Leonard Ravenhill escribió que Dios sufre más de sus expositores, que de sus opositores. La frase
tiene sentido, si se tiene en cuenta cuál es la expectativa de Dios
sobre cada grupo.
Dios espera que sus opositores resistan la verdad y la
tergiversen a su antojo.
Mientras que desea que sus expositores
presenten la verdad llana del evangelio sin adornos humanos, ni medias
verdades, como si fueran absolutas.
Dios sufre que algunos de sus
pretendidos heraldos modifiquen el mensaje eterno por buscar
popularidad, empatía, reconocimiento, o en el mejor de los casos, por ignorancia. Me temo que, en este sentido, estoy de acuerdo con Ravenhill.
Un área sensible donde esto está
ocurriendo es en lo concerniente a lo que se enseña sobre esta vida,
desde algunos podios.
Promesas sonoras de prosperidad financiera repican
desde las plataformas evangélicas como derecho inequívoco de todos los
creyentes.
La pobreza y el desempleo son el resultado de la falta de fe y no realidades del mundo caído en el que vivimos y servimos a Dios.
La enfermedad
es “una mentira del Diablo” y los que permanecen enfermos, es porque le
han creído al Mentiroso.
Se habla de éxito, un éxito que tiene que ver
con lo externo, con trajes caros, coches del año, sonrisas centellantes y vacaciones en islas exóticas. Dios, seguramente, está sufriendo a expositores tan anodinos.
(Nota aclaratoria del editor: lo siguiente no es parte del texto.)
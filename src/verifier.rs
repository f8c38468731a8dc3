// Copyright 2023 ICON Foundation
//
// Licensed under the Apache License, Version 2.0 (the "License");
// you may not use this file except in compliance with the License.
// You may obtain a copy of the License at
//
// http://www.apache.org/licenses/LICENSE-2.0
//
// Unless required by applicable law or agreed to in writing, software
// distributed under the License is distributed on an "AS IS" BASIS,
// WITHOUT WARRANTIES OR CONDITIONS OF ANY KIND, either express or implied.
// See the License for the specific language governing permissions and
// limitations under the License.

//! Light-client header verification against a rolling validator set.

use std::collections::HashMap;

use btp_relayer_types::{
    validator_list_hash, vote_digest, BlockHeader, CommitVoteList, Hash, ValidatorAddr,
};
use btp_relayer_utils::{Error, Result};
use serde::Deserialize;

use crate::wallet::recover_signer;

/// Trusted starting checkpoint for the verifier, deserialized from the
/// receiver's raw options.
#[derive(Debug, Clone, Deserialize)]
#[serde(rename_all = "camelCase")]
pub struct VerifierOptions {
    /// Height of the first header to verify.
    pub block_height: u64,
    /// Hash of the validator set certifying that header.
    pub validators_hash: Hash,
}

/// Validates block headers with commit-vote signatures and tracks the
/// validator set as it rotates.
///
/// After verifying height `h`, `next() == h + 1` and
/// `next_validators_hash()` equals `header(h).next_validators_hash`.
pub struct Verifier {
    next: u64,
    next_validators_hash: Hash,
    validators: HashMap<Hash, Vec<ValidatorAddr>>,
}

impl Verifier {
    /// Builds a verifier trusting `validators` (whose canonical hash is
    /// `validators_hash`) to certify the header at `next`.
    pub fn new(next: u64, validators_hash: Hash, validators: Vec<ValidatorAddr>) -> Self {
        let mut cache = HashMap::new();
        cache.insert(validators_hash, validators);
        Self {
            next,
            next_validators_hash: validators_hash,
            validators: cache,
        }
    }

    /// Height of the next header this verifier will accept.
    pub fn next(&self) -> u64 {
        self.next
    }

    /// Hash of the validator set for the next header.
    pub fn next_validators_hash(&self) -> Hash {
        self.next_validators_hash
    }

    /// Whether the cache holds the validator set for `hash`.
    pub fn has_validators(&self, hash: &Hash) -> bool {
        self.validators.contains_key(hash)
    }

    /// Snapshot of the cached validator-set hashes, for fan-out tasks to
    /// decide whether a fetched header needs its next set downloaded.
    pub fn known_validator_hashes(&self) -> std::collections::HashSet<Hash> {
        self.validators.keys().copied().collect()
    }

    /// Checks that `votes` certify `header` with more than two thirds of
    /// the current validator set.
    pub fn verify(&self, header: &BlockHeader, votes: &[u8]) -> Result<()> {
        if header.height != self.next {
            return Err(Error::UnexpectedBlockHeight {
                got: header.height,
                expected: self.next,
            });
        }
        let validators = self
            .validators
            .get(&self.next_validators_hash)
            .ok_or(Error::UnknownValidators)?;

        let block_hash = header.hash();
        let commit_votes = CommitVoteList::from_bytes(votes)?;
        let voters = commit_votes.voter_indexes();
        if voters.len() != commit_votes.items.len() {
            return Err(Error::VerificationFailed {
                height: header.height,
            });
        }

        let mut matched = 0usize;
        for (validator_index, item) in voters.into_iter().zip(&commit_votes.items) {
            let Some(expected) = validators.get(validator_index) else {
                return Err(Error::VerificationFailed {
                    height: header.height,
                });
            };
            let digest = vote_digest(
                header.height,
                commit_votes.round,
                &block_hash,
                item.timestamp,
            );
            match recover_signer(&digest, &item.signature) {
                Ok(signer) if &signer == expected => matched += 1,
                // a bad signature costs that vote, nothing more
                Ok(_) | Err(_) => {}
            }
        }

        let required = validators.len() * 2 / 3;
        if matched <= required {
            return Err(Error::InsufficientVotes {
                got: matched,
                required,
            });
        }
        Ok(())
    }

    /// Advances past `header`, adopting its next validator set. Validators
    /// supplied for an uncached hash are hash-checked before insertion.
    pub fn update(
        &mut self,
        header: &BlockHeader,
        next_validators: Option<Vec<ValidatorAddr>>,
    ) -> Result<()> {
        if let Some(validators) = next_validators {
            if !validators.is_empty() {
                if validator_list_hash(&validators) != header.next_validators_hash {
                    return Err(Error::InvalidHash);
                }
                self.validators
                    .insert(header.next_validators_hash, validators);
            }
        }
        self.next = header.height + 1;
        self.next_validators_hash = header.next_validators_hash;
        Ok(())
    }
}

#[cfg(test)]
mod tests {
    use super::*;
    use crate::wallet::{KeyWallet, Wallet};
    use btp_relayer_types::{BlockHeaderResult, CommitVoteItem};

    struct Committee {
        wallets: Vec<KeyWallet>,
        validators: Vec<ValidatorAddr>,
        hash: Hash,
    }

    fn committee(n: usize) -> Committee {
        committee_seeded(n, 1)
    }

    fn committee_seeded(n: usize, seed: u8) -> Committee {
        let wallets: Vec<KeyWallet> = (0..n)
            .map(|i| KeyWallet::from_secret_bytes(&[seed + i as u8; 32]).unwrap())
            .collect();
        let validators: Vec<ValidatorAddr> = wallets
            .iter()
            .map(|w| {
                let mut body = [0u8; 20];
                body.copy_from_slice(&hex::decode(&w.address().as_str()[2..]).unwrap());
                body
            })
            .collect();
        let hash = validator_list_hash(&validators);
        Committee {
            wallets,
            validators,
            hash,
        }
    }

    fn header_at(height: u64, next_validators_hash: Hash) -> BlockHeader {
        let result = rlp::encode(&BlockHeaderResult {
            state_hash: Vec::new(),
            patch_receipt_hash: Vec::new(),
            receipt_hash: Hash([0x01; 32]),
            extension_data: Vec::new(),
        })
        .to_vec();
        let header = BlockHeader::new(
            2,
            height,
            1_000_000,
            vec![0x00; 21],
            vec![0x02; 32],
            vec![0x03; 32],
            next_validators_hash,
            Vec::new(),
            Vec::new(),
            Vec::new(),
            result,
        );
        // run through the wire form so hashing covers served bytes
        BlockHeader::from_bytes(&header.to_bytes()).unwrap()
    }

    fn votes_for(c: &Committee, header: &BlockHeader, voters: &[usize]) -> Vec<u8> {
        let block_hash = header.hash();
        let items = voters
            .iter()
            .map(|&i| {
                let timestamp = 1_000 + i as u64;
                let digest = vote_digest(header.height, 0, &block_hash, timestamp);
                CommitVoteItem {
                    timestamp,
                    signature: c.wallets[i].sign(&digest).unwrap(),
                }
            })
            .collect();
        let cvl = CommitVoteList {
            round: 0,
            bitmap: CommitVoteList::bitmap_for(voters, c.validators.len()),
            items,
        };
        rlp::encode(&cvl).to_vec()
    }

    #[test]
    fn accepts_supermajority() {
        let c = committee(4);
        let header = header_at(100, c.hash);
        let verifier = Verifier::new(100, c.hash, c.validators.clone());
        let votes = votes_for(&c, &header, &[0, 1, 2]);
        verifier.verify(&header, &votes).unwrap();
    }

    #[test]
    fn rejects_two_thirds_or_less() {
        let c = committee(4);
        let header = header_at(100, c.hash);
        let verifier = Verifier::new(100, c.hash, c.validators.clone());
        // 2 of 4 does not exceed the 2/3 threshold
        let votes = votes_for(&c, &header, &[0, 1]);
        assert!(matches!(
            verifier.verify(&header, &votes).unwrap_err(),
            Error::InsufficientVotes { got: 2, required: 2 }
        ));
    }

    #[test]
    fn rejects_wrong_height() {
        let c = committee(4);
        let header = header_at(101, c.hash);
        let verifier = Verifier::new(100, c.hash, c.validators.clone());
        let votes = votes_for(&c, &header, &[0, 1, 2]);
        assert!(matches!(
            verifier.verify(&header, &votes).unwrap_err(),
            Error::UnexpectedBlockHeight { got: 101, expected: 100 }
        ));
    }

    #[test]
    fn rejects_votes_for_a_different_block() {
        let c = committee(4);
        let header = header_at(100, c.hash);
        let other = header_at(100, Hash([0x44; 32]));
        let verifier = Verifier::new(100, c.hash, c.validators.clone());
        // votes certify `other`, not `header`
        let votes = votes_for(&c, &other, &[0, 1, 2]);
        assert!(verifier.verify(&header, &votes).is_err());
    }

    #[test]
    fn non_validator_signatures_do_not_count() {
        let c = committee(4);
        let outsider = committee_seeded(4, 0x60); // keys outside the committee
        let header = header_at(100, c.hash);
        let verifier = Verifier::new(100, c.hash, c.validators.clone());
        let votes = votes_for(&outsider, &header, &[0, 1, 2]);
        assert!(matches!(
            verifier.verify(&header, &votes).unwrap_err(),
            Error::InsufficientVotes { .. }
        ));
    }

    #[test]
    fn update_advances_and_checks_cache_insertions() {
        let c = committee(4);
        let next = committee(3);
        let header = header_at(100, next.hash);
        let mut verifier = Verifier::new(100, c.hash, c.validators.clone());

        verifier
            .update(&header, Some(next.validators.clone()))
            .unwrap();
        assert_eq!(verifier.next(), 101);
        assert_eq!(verifier.next_validators_hash(), next.hash);
        assert!(verifier.has_validators(&next.hash));
        assert!(verifier.has_validators(&c.hash)); // never evicted
    }

    #[test]
    fn update_rejects_validators_not_matching_header() {
        let c = committee(4);
        let wrong = committee(3);
        let header = header_at(100, Hash([0x55; 32]));
        let mut verifier = Verifier::new(100, c.hash, c.validators.clone());
        assert!(matches!(
            verifier
                .update(&header, Some(wrong.validators.clone()))
                .unwrap_err(),
            Error::InvalidHash
        ));
    }
}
Luego está la realidad, lo que Jesús
dijo, no lo que oradores amarillistas interpretaron buscando prebendas
pasajeras.
Él dijo que en el mundo tendríamos aflicción (Juan 16:33).
Dijo que seríamos aborrecidos por su causa (Lucas 21:17).
Nos avisó que
seríamos incomprendidos y mal interpretados por nuestros seres queridos
(Mt. 10:34,35) y profetizó sobre persecuciones y martirios (Juan 16:2).
Ese es el salario que algunos le conceden a la virtud. Estos textos son
ciertísimos.
Los cristianos son perseguidos en más de ochenta países
donde sufren toda clase de vejaciones.
Los creyentes padecen enfermedades incurables, pobreza, desempleo. Son victima de desastres naturales,
de inflaciones económicas, de bancos que quiebran, de dictadores
neuróticos.
Todo esto lo vio Jesús de antemano y nos avisó
inequívocamente.
Por eso nos habló de su compañía eterna, de su
consolación y de las bienaventuranzas del sufrimiento.
Nos dio detalles
de una ciudad futura construida para los que le amamos donde no hay
injusticias, ni pesares, ni llanto.
Nos alentó con promesas
escatológicas que ya hemos asido por la fe.
Dios, en su
soberanía, nos puede prosperar, sanar, hacer que seamos honrados por
naciones, librarnos de regímenes políticos injustos y mucho más, pero si
no lo hiciera, no por ello cambiará la opinión que tengo de él.
Somos
cristianos por lo que Dios significa para nosotros, no por lo que pueda
hacer o no en nuestro favor.
Amamos a Dios porque él nos amó primero y
lo demostró tomando nuestro lugar en la cruz.
La tribulación en toda su
fuerza no puede desarraigarnos de su gracia. Los reveses de la vida no podrán quitarnos jamás sus promesas.
No ignoro que el camino es angosto y estrecho. No me refugio en promesas falibles para esta vida terrena. No me aliento en charlas insípidas sobre éxito o prosperidad. Mi ánimo se robustece en Aquel que dio su vida por mí, que me acompaña en mis desiertos y da alegría a mis horas más aciagas. Por eso en mi aflicción, canto. Lo hago como una protesta contra el infortunio pasajero y como un tributo a mi Señor, “por amor del cual lo he perdido todo, y lo tengo por basura, para ganar a Cristo” (Filipenses 3:8).